Thymic Langerhans Cell Histiocytosis Mimicking Lymphoma


Yagci B., Varan A., Uener A., Akyuez C., Bueyuekpamukcu M.

PEDIATRIC BLOOD & CANCER, cilt.51, sa.6, ss.833-835, 2008 (SCI-Expanded) identifier identifier identifier

  • Yayın Türü: Makale / Tam Makale
  • Cilt numarası: 51 Sayı: 6
  • Basım Tarihi: 2008
  • Doi Numarası: 10.1002/pbc.21690
  • Dergi Adı: PEDIATRIC BLOOD & CANCER
  • Derginin Tarandığı İndeksler: Science Citation Index Expanded (SCI-EXPANDED), Scopus
  • Sayfa Sayıları: ss.833-835
  • Hacettepe Üniversitesi Adresli: Hayır

Özet

Langerhans cell histiocytosis (LCH) is a rare disorder characterized by clonal expansion of antigen presenting Langerhans cells.
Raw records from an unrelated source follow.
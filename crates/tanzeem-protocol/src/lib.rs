//! Tanzeem - Core types for the membership directory
//!
//! Shared vocabulary for the hierarchy (Zone → Dila → Muqam → Jamaat → Member),
//! the domain events emitted by mapping changes, and the record shapes
//! delivered by the external directory feed.

pub mod constants;
pub mod error;
pub mod events;
pub mod identity;
pub mod records;
pub mod types;

pub use constants::*;
pub use error::*;
pub use events::*;
pub use identity::*;
pub use records::*;
pub use types::*;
Different clinical features can be seen according to the involved organs and sytems. Multisystem disease with organ dysfunction is more common in infants, whereas single system disease is usually observed in older children. The disease can affect any system or organ throughout the body. Thymus is a rarely involvement site reported in LCH and usually is accompanied by skin, bone or lung disease. Here we report a 12-year-old male with thymic involvement by LCH clinically mimicking lymphoma. Pediatr Blood Cancer 2008;51:833-835. (C) 2008 Wiley-Liss, Inc.